El director Fernando González Molina lleva por buen camino esta superproducción, con mucho oficio y una temática apenas tratada en la literatura y el cine hispano: el colonialismo durante la dictadura franquista. González Molina y el guionista Sergio G. Sánchez deciden pasar de puntillas por la cara política del momento que relatan, para centrarse en lo más atractivo cara a lo comercial: los amores, los celos, la envidia, el afán de poder, e incluso escenas de sexo plena selva. Todo ello narrado de manera torrencial, aunque sin profundizar demasiado.
El guion de Sánchez hace una aceptable y trabajada adaptación de la novela de Gabás, omitiendo algunos pasajes, pero en lo sustancial, fiel reflejo de la novela, con diálogos interesantes.
Hay algunos elementos destacables. Uno de ellos es la excelente banda sonora de Lucas Vidal. La grande y luminosa fotografía de un Xavi Giménez que incluye el color cálido del pasado, pues casi toda la película es un largo flashback. La puesta en escena es extraordinaria, así como los exteriores que son tomados en la Finca de Osorio, un espacio de montaña de más de doscientas hectáreas en pleno corazón de Gran Canaria. Otras partes han sido rodadas en Colombia y en los paisajes invernales nevados de la Huesca pirenaica.
Hay que felicitar a los productores Adrián Guerra y Mercedes Gamero al apostar por una historia, según el dossier de producción, “tan épica como intimista, que tiende puentes entre dos tiempos, dos culturas y dos generaciones”. Además, como dice Guerra: “es un tema que me toca especialmente cerca: mi madre y mi tío nacieron en Guinea”.
En la película se invirtieron diez millones de euros, lo cual es mucho en nuestro cine patrio. Es muy importante Antón Laguna, el diseñador de producción, responsable de unos grandes decorados y de la dirección artística, desde la fijación de la paleta de colores de la película, a la supervisión de localizaciones, construcción de decorados y elección del atrezzo (como vehículos y mobiliario). Decorados ambientados en los años 50 y 60 del siglo pasado: el complejo Finca Sampaka y el poblado bubi de Bissappoo. Y la recreación de un poblado bubi como ya no quedan en Guinea Ecuatorial. Dos años de preparación antes de rodar.
En el excelente reparto destacan el ya consagrado Emilio Gutiérrez Caba que interpreta al patriarca Antón de Rabaltué; su personalidad llena de veracidad la trama y uno se deja llevar por sus palabras y sus gestos. Mario Casas hace el papel del hermano menor, Kilian, con su magnetismo ante la cámara. Adriana Ugarte está correcta y entregada en su rol de Clarence, hija de Jacobo, que se embarca en el mayor viaje de su vida. Macarena García muy bien en todos los registros como la Julia joven de la colonia. Y así otros actores y actrices como Alain Hernández muy bien como Jacobo; o Berta Vázquez, la gran revelación de la película como la bella Bisila, en un papel crudo, profundo y sensible.

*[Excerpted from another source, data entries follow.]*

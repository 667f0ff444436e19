//! Playback session
//!
//! Tracks which throttle is feeding the broadcaster and which phase the
//! broadcast is in.

pub mod state;

pub use state::{PlaybackPhase, PlaybackSession};
//! # radio-rs
//!
//! Live audio broadcast engine. One source plays continuously to any number
//! of listeners, paced to real time, and an operator can splice short sound
//! effects into the stream without interrupting anyone.
//!
//! ## Architecture Overview
//!
//! ```text
//!   ┌──────────────┐   probe    ┌──────────────┐
//!   │  song file   │ ─────────► │  sox --i -B  │  bitrate (fallback 128k)
//!   └──────┬───────┘            └──────────────┘
//!          │ bytes
//!          ▼
//!   ┌──────────────┐            ┌──────────────┐
//!   │  Throttle A  │ ─ splice ► │ sox -m (fx)  │ ──► Throttle B
//!   └──────┬───────┘            └──────────────┘         │
//!          │                                             │
//!          └──────────────────► feed ◄───────────────────┘
//!                                 │
//!                                 ▼
//!                        ┌──────────────────┐
//!                        │ Broadcaster pump │
//!                        └────────┬─────────┘
//!                                 ▼
//!                        ┌──────────────────┐
//!                        │  ClientRegistry  │ ──► listener, listener, ...
//!                        └──────────────────┘
//! ```
//!
//! [`RadioEngine`] is the core; [`Controller`](controller::Controller) maps
//! free-form commands onto it and [`RadioServer`](server::RadioServer) puts
//! it behind HTTP.
//!
//! ```no_run
//! use radio_rs::{EngineConfig, RadioEngine};
//!
//! # async fn example() -> radio_rs::Result<()> {
//! let engine = RadioEngine::new(EngineConfig::with_root("/srv/radio"));
//! let (_id, mut listener) = engine.register_client().await;
//!
//! engine.start().await?;
//! while let Some(chunk) = listener.recv().await {
//!     println!("{} bytes", chunk.len());
//! }
//! # Ok(())
//! # }
//! ```

pub mod audio;
pub mod controller;
pub mod effects;
pub mod engine;
pub mod error;
pub mod files;
pub mod pipeline;
pub mod registry;
pub mod server;
pub mod session;
pub mod stats;

pub use engine::{EngineConfig, RadioEngine};
pub use error::{Error, Result};
pub use server::{RadioServer, ServerConfig};
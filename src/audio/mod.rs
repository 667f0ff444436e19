//! External audio tool integration
//!
//! - Bitrate discovery with a fixed fallback
//! - Effect mixing through a child process

pub mod bitrate;
pub mod tool;

pub use bitrate::{normalize_bitrate, parse_bitrate};
pub use tool::{AudioTool, MixProcess, MixSettings};
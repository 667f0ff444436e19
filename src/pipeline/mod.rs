//! Playback pipeline stages
//!
//! ```text
//!   source file ──► Throttle ──┐
//!                              ├──► feed ──► Broadcaster pump ──► ClientRegistry
//!   mixer stdout ─► Throttle ──┘
//! ```
//!
//! Exactly one throttle holds an upstream at a time. Splicing an effect moves
//! the upstream out of the active throttle and into the mixer, whose output
//! becomes the upstream of a new throttle writing into the same feed.

pub mod broadcaster;
pub mod throttle;

pub use broadcaster::Broadcaster;
pub use throttle::{Throttle, ThrottleExit, Upstream};
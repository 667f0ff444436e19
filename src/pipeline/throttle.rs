//! Real-time throttle stage
//!
//! A throttle reads from its current upstream and releases the bytes into the
//! broadcaster feed at a fixed rate, so listeners receive audio no faster
//! than it plays.
//!
//! The upstream can be detached and reattached while the task keeps running.
//! A chunk is either fully forwarded before a detach takes effect or never
//! read from the upstream at all, so a hot-swap never loses or repeats
//! bytes.

use std::sync::atomic::{AtomicU64, Ordering};
use std::sync::Arc;
use std::time::Duration;

use bytes::Bytes;
use tokio::io::{AsyncRead, AsyncReadExt};
use tokio::sync::{mpsc, oneshot, watch};
use tokio::time::Instant;

/// Byte source feeding a throttle
pub type Upstream = Box<dyn AsyncRead + Send + Unpin>;

/// Largest chunk forwarded in one step
pub const MAX_CHUNK_SIZE: usize = 64 * 1024;

/// How far the pacer may fall behind before it stops trying to catch up
const MAX_LAG: Duration = Duration::from_millis(500);

enum Control {
    Attach(Upstream),
    Detach(oneshot::Sender<Option<Upstream>>),
    End,
}

/// Why a throttle task stopped
#[derive(Debug, Clone, Copy, PartialEq, Eq)]
pub enum ThrottleExit {
    /// `end()` was called or the handle was dropped
    Ended,
    /// The upstream reached end of file
    UpstreamFinished,
    /// The upstream returned a read error
    UpstreamFailed,
    /// The broadcaster feed is gone
    FeedClosed,
}

/// Handle to a running throttle task
///
/// Dropping the handle ends the task.
pub struct Throttle {
    rate: u64,
    control: mpsc::UnboundedSender<Control>,
    forwarded: Arc<AtomicU64>,
    done: watch::Receiver<Option<ThrottleExit>>,
}

impl Throttle {
    /// Spawn a throttle releasing `rate` bytes/sec into `feed`
    ///
    /// The throttle starts without an upstream; call [`attach`](Self::attach)
    /// to begin forwarding.
    pub fn new(rate: u64, feed: mpsc::Sender<Bytes>) -> Self {
        let rate = rate.max(1);
        let (control_tx, control_rx) = mpsc::unbounded_channel();
        let (done_tx, done_rx) = watch::channel(None);
        let forwarded = Arc::new(AtomicU64::new(0));

        let task = ThrottleTask {
            pacer: Pacer::new(rate),
            chunk_size: chunk_size_for(rate),
            control: control_rx,
            feed,
            forwarded: Arc::clone(&forwarded),
        };

        tokio::spawn(async move {
            let exit = task.run().await;
            let _ = done_tx.send(Some(exit));
        });

        Self {
            rate,
            control: control_tx,
            forwarded,
            done: done_rx,
        }
    }

    /// Spawn a throttle already reading from `upstream`
    pub fn with_upstream(rate: u64, feed: mpsc::Sender<Bytes>, upstream: Upstream) -> Self {
        let throttle = Self::new(rate, feed);
        // Freshly spawned task cannot have exited yet
        let _ = throttle.control.send(Control::Attach(upstream));
        throttle
    }

    /// Target rate in bytes/sec
    pub fn rate(&self) -> u64 {
        self.rate
    }

    /// Total bytes released into the feed
    pub fn bytes_forwarded(&self) -> u64 {
        self.forwarded.load(Ordering::Relaxed)
    }

    /// Start forwarding from `upstream`, replacing any current one
    ///
    /// Hands the upstream back if the task already exited.
    pub fn attach(&self, upstream: Upstream) -> Result<(), Upstream> {
        if let Err(mpsc::error::SendError(Control::Attach(upstream))) =
            self.control.send(Control::Attach(upstream))
        {
            return Err(upstream);
        }
        Ok(())
    }

    /// Pause forwarding and take the upstream back
    ///
    /// Any chunk already read is delivered first. Returns `None` when the
    /// throttle has no upstream or has already exited.
    pub async fn detach(&self) -> Option<Upstream> {
        let (tx, rx) = oneshot::channel();
        self.control.send(Control::Detach(tx)).ok()?;
        rx.await.ok().flatten()
    }

    /// Stop forwarding; a no-op if the task already exited
    pub fn end(&self) {
        let _ = self.control.send(Control::End);
    }

    /// Whether the task has exited
    pub fn is_finished(&self) -> bool {
        self.done.borrow().is_some()
    }

    /// Wait for the task to exit
    pub async fn finished(&self) -> ThrottleExit {
        let mut done = self.done.clone();
        loop {
            if let Some(exit) = *done.borrow_and_update() {
                return exit;
            }
            if done.changed().await.is_err() {
                return ThrottleExit::Ended;
            }
        }
    }
}

impl std::fmt::Debug for Throttle {
    fn fmt(&self, f: &mut std::fmt::Formatter<'_>) -> std::fmt::Result {
        f.debug_struct("Throttle")
            .field("rate", &self.rate)
            .field("forwarded", &self.bytes_forwarded())
            .field("finished", &self.is_finished())
            .finish()
    }
}

/// Chunk size for a rate: a tenth of a second of audio
fn chunk_size_for(rate: u64) -> usize {
    ((rate / 10) as usize).clamp(1, MAX_CHUNK_SIZE)
}

enum Event {
    Control(Option<Control>),
    Read(std::io::Result<usize>),
}

struct ThrottleTask {
    pacer: Pacer,
    chunk_size: usize,
    control: mpsc::UnboundedReceiver<Control>,
    feed: mpsc::Sender<Bytes>,
    forwarded: Arc<AtomicU64>,
}

impl ThrottleTask {
    async fn run(mut self) -> ThrottleExit {
        let mut upstream: Option<Upstream> = None;
        let mut buf = vec![0u8; self.chunk_size];

        loop {
            let event = match upstream.as_mut() {
                Some(reader) => {
                    // Commands win over reads so a detach never races a read
                    tokio::select! {
                        biased;
                        cmd = self.control.recv() => Event::Control(cmd),
                        read = reader.read(&mut buf) => Event::Read(read),
                    }
                }
                None => Event::Control(self.control.recv().await),
            };

            match event {
                Event::Control(Some(Control::Attach(reader))) => {
                    tracing::debug!(rate = self.pacer.rate, "Throttle upstream attached");
                    upstream = Some(reader);
                    self.pacer.reset();
                }
                Event::Control(Some(Control::Detach(reply))) => {
                    tracing::debug!("Throttle upstream detached");
                    let _ = reply.send(upstream.take());
                }
                Event::Control(Some(Control::End)) | Event::Control(None) => {
                    return ThrottleExit::Ended;
                }
                Event::Read(Ok(0)) => {
                    tracing::debug!(
                        forwarded = self.forwarded.load(Ordering::Relaxed),
                        "Throttle upstream finished"
                    );
                    return ThrottleExit::UpstreamFinished;
                }
                Event::Read(Ok(n)) => {
                    let chunk = Bytes::copy_from_slice(&buf[..n]);
                    if self.feed.send(chunk).await.is_err() {
                        return ThrottleExit::FeedClosed;
                    }
                    self.forwarded.fetch_add(n as u64, Ordering::Relaxed);
                    self.pacer.pace(n).await;
                }
                Event::Read(Err(e)) => {
                    tracing::warn!(error = %e, "Throttle upstream read failed");
                    return ThrottleExit::UpstreamFailed;
                }
            }
        }
    }
}

/// Sleeps so that the bytes released so far match the elapsed time
#[derive(Debug)]
struct Pacer {
    rate: u64,
    started: Instant,
    released: u64,
}

impl Pacer {
    fn new(rate: u64) -> Self {
        Self {
            rate,
            started: Instant::now(),
            released: 0,
        }
    }

    fn reset(&mut self) {
        self.started = Instant::now();
        self.released = 0;
    }

    /// Account for `n` released bytes and wait until they are due
    async fn pace(&mut self, n: usize) {
        self.released += n as u64;
        let due = self.started + Duration::from_secs_f64(self.released as f64 / self.rate as f64);
        let now = Instant::now();

        if now > due + MAX_LAG {
            // Upstream stalled; catching up would burst far above the rate
            self.reset();
            return;
        }

        tokio::time::sleep_until(due).await;
    }
}
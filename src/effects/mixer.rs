//! Effect splicing
//!
//! Splicing hot-swaps the stage in front of the broadcaster:
//!
//! ```text
//! before:  source ──► Throttle A ──► feed
//! after:   source ──► mixer(stdin) ··· mixer(stdout) ──► Throttle B ──► feed
//! ```
//!
//! Throttle B exists and holds a feed handle before anything is detached.
//! Throttle A hands its upstream over only after it finished forwarding any
//! chunk already read, and the shared feed keeps A's chunks ahead of B's.
//! Listeners therefore see one continuous byte sequence.

use std::path::Path;

use bytes::Bytes;
use tokio::sync::mpsc;

use crate::audio::{AudioTool, MixSettings};
use crate::error::{Error, Result};
use crate::pipeline::Throttle;
use crate::session::PlaybackSession;

/// Splices effects into the live pipeline
#[derive(Debug, Clone)]
pub struct EffectMixer {
    tool: AudioTool,
    settings: MixSettings,
}

impl EffectMixer {
    pub fn new(tool: AudioTool, settings: MixSettings) -> Self {
        Self { tool, settings }
    }

    /// Mix `effect` into whatever `session` is currently playing
    ///
    /// The new throttle runs at the session's existing bitrate. On failure the
    /// session keeps its current throttle and phase.
    pub async fn splice(
        &self,
        session: &mut PlaybackSession,
        effect: &Path,
        feed: mpsc::Sender<Bytes>,
    ) -> Result<()> {
        if !session.begin_mix() {
            return Err(Error::NotPlaying);
        }

        let outcome = self.build(session, effect, feed).await;
        settle(session, effect, outcome)
    }

    async fn build(
        &self,
        session: &PlaybackSession,
        effect: &Path,
        feed: mpsc::Sender<Bytes>,
    ) -> std::result::Result<Throttle, SpliceFailure> {
        let next = Throttle::new(session.bitrate, feed);
        let mix = self
            .tool
            .spawn_mix(effect, &self.settings)
            .map_err(SpliceFailure::Intact)?;

        let current = session
            .throttle()
            .ok_or(SpliceFailure::Intact(Error::NotPlaying))?;
        let main = match current.detach().await {
            Some(main) => main,
            None => {
                mix.abort();
                return Err(SpliceFailure::Intact(Error::NotPlaying));
            }
        };

        let merged = mix.pipe(main);
        next.attach(merged).map_err(|_| {
            SpliceFailure::Lost(Error::Pipe("new throttle exited before the splice".into()))
        })?;

        Ok(next)
    }
}

/// Why a splice did not complete
#[derive(Debug)]
enum SpliceFailure {
    /// The current throttle still owns its upstream
    Intact(Error),
    /// The upstream already left the current throttle and is gone
    Lost(Error),
}

/// Apply the outcome of a splice attempt to the session
fn settle(
    session: &mut PlaybackSession,
    effect: &Path,
    outcome: std::result::Result<Throttle, SpliceFailure>,
) -> Result<()> {
    match outcome {
        Ok(next) => {
            if let Some(retired) = session.commit_mix(next) {
                // Already detached and idle; ending it only frees the task
                retired.end();
            }
            tracing::info!(
                effect = %effect.display(),
                bitrate = session.bitrate,
                effects = session.effects_applied,
                "Effect spliced"
            );
            Ok(())
        }
        Err(SpliceFailure::Intact(e)) => {
            session.abort_mix();
            tracing::warn!(effect = %effect.display(), error = %e, "Effect splice failed");
            Err(e)
        }
        Err(SpliceFailure::Lost(e)) => {
            if let Some(idle) = session.fail_mix() {
                idle.end();
            }
            tracing::error!(
                effect = %effect.display(),
                error = %e,
                "Effect splice lost the source, playback stopped"
            );
            Err(e)
        }
    }
}
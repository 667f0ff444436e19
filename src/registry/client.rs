//! Client identifiers and listener streams
//!
//! Each listener owns a [`ClientStream`], the receiving half of a bounded
//! channel. The registry keeps the sending half and treats a dropped stream
//! as a closed sink.

use std::pin::Pin;
use std::task::{Context, Poll};

use bytes::Bytes;
use futures_util::Stream;
use tokio::sync::mpsc;
use uuid::Uuid;

/// Unique identifier for a connected listener
#[derive(Debug, Clone, Copy, PartialEq, Eq, Hash)]
pub struct ClientId(Uuid);

impl ClientId {
    /// Create a new random identifier
    pub fn new() -> Self {
        Self(Uuid::new_v4())
    }
}

impl Default for ClientId {
    fn default() -> Self {
        Self::new()
    }
}

impl std::fmt::Display for ClientId {
    fn fmt(&self, f: &mut std::fmt::Formatter<'_>) -> std::fmt::Result {
        write!(f, "{}", self.0)
    }
}

/// Receiving side of a listener connection
///
/// Chunks arrive in the order the pipeline produced them. The stream yields
/// `None` once the client has been unregistered and its buffer drained.
#[derive(Debug)]
pub struct ClientStream {
    id: ClientId,
    rx: mpsc::Receiver<Bytes>,
}

impl ClientStream {
    pub(super) fn new(id: ClientId, rx: mpsc::Receiver<Bytes>) -> Self {
        Self { id, rx }
    }

    /// Identifier this stream was registered under
    pub fn id(&self) -> ClientId {
        self.id
    }

    /// Wait for the next chunk
    pub async fn recv(&mut self) -> Option<Bytes> {
        self.rx.recv().await
    }

    /// Take a chunk if one is already buffered
    pub fn try_recv(&mut self) -> Option<Bytes> {
        self.rx.try_recv().ok()
    }

    /// Close the sink; the next broadcast pass prunes this client
    pub fn close(&mut self) {
        self.rx.close();
    }
}

impl Stream for ClientStream {
    type Item = Bytes;

    fn poll_next(mut self: Pin<&mut Self>, cx: &mut Context<'_>) -> Poll<Option<Self::Item>> {
        self.rx.poll_recv(cx)
    }
}

/// Sending side held by the registry
#[derive(Debug)]
pub(super) struct ClientSink {
    tx: mpsc::Sender<Bytes>,
}

/// Outcome of writing one chunk to a sink
#[derive(Debug, Clone, Copy, PartialEq, Eq)]
pub(super) enum Delivery {
    /// Chunk queued for the client
    Sent,
    /// Client dropped or closed its stream
    Closed,
    /// Client buffer is full; it is not keeping up with real time
    Lagging,
}

impl ClientSink {
    pub(super) fn new(tx: mpsc::Sender<Bytes>) -> Self {
        Self { tx }
    }

    /// Queue a chunk without waiting
    pub(super) fn deliver(&self, chunk: Bytes) -> Delivery {
        match self.tx.try_send(chunk) {
            Ok(()) => Delivery::Sent,
            Err(mpsc::error::TrySendError::Closed(_)) => Delivery::Closed,
            Err(mpsc::error::TrySendError::Full(_)) => Delivery::Lagging,
        }
    }

    pub(super) fn is_closed(&self) -> bool {
        self.tx.is_closed()
    }
}

#[cfg(test)]
mod tests {
    use super::*;

    #[test]
    fn test_ids_are_unique() {
        let a = ClientId::new();
        let b = ClientId::new();
        assert_ne!(a, b);
        assert_eq!(a.to_string().len(), 36);
    }

    #[tokio::test]
    async fn test_sink_delivery() {
        let (tx, rx) = mpsc::channel(1);
        let sink = ClientSink::new(tx);
        let mut stream = ClientStream::new(ClientId::new(), rx);

        assert_eq!(sink.deliver(Bytes::from_static(b"a")), Delivery::Sent);
        assert_eq!(sink.deliver(Bytes::from_static(b"b")), Delivery::Lagging);
        assert_eq!(stream.recv().await.unwrap(), Bytes::from_static(b"a"));

        stream.close();
        assert!(sink.is_closed());
        assert_eq!(sink.deliver(Bytes::from_static(b"c")), Delivery::Closed);
    }
}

La industria española realizó un gran esfuerzo con esta cinta que tiene los alicientes para el gran público de una producción a todo trapo que agradó a muchos, a pesar de sus 163 minutos. Pues las pretensiones cumplieron con creces en lo comercial, en la fachada, en la factura técnica y en la empresarial. Tal vez faltó algo en los anhelos de calidad, en la trascendencia, en la complejidad.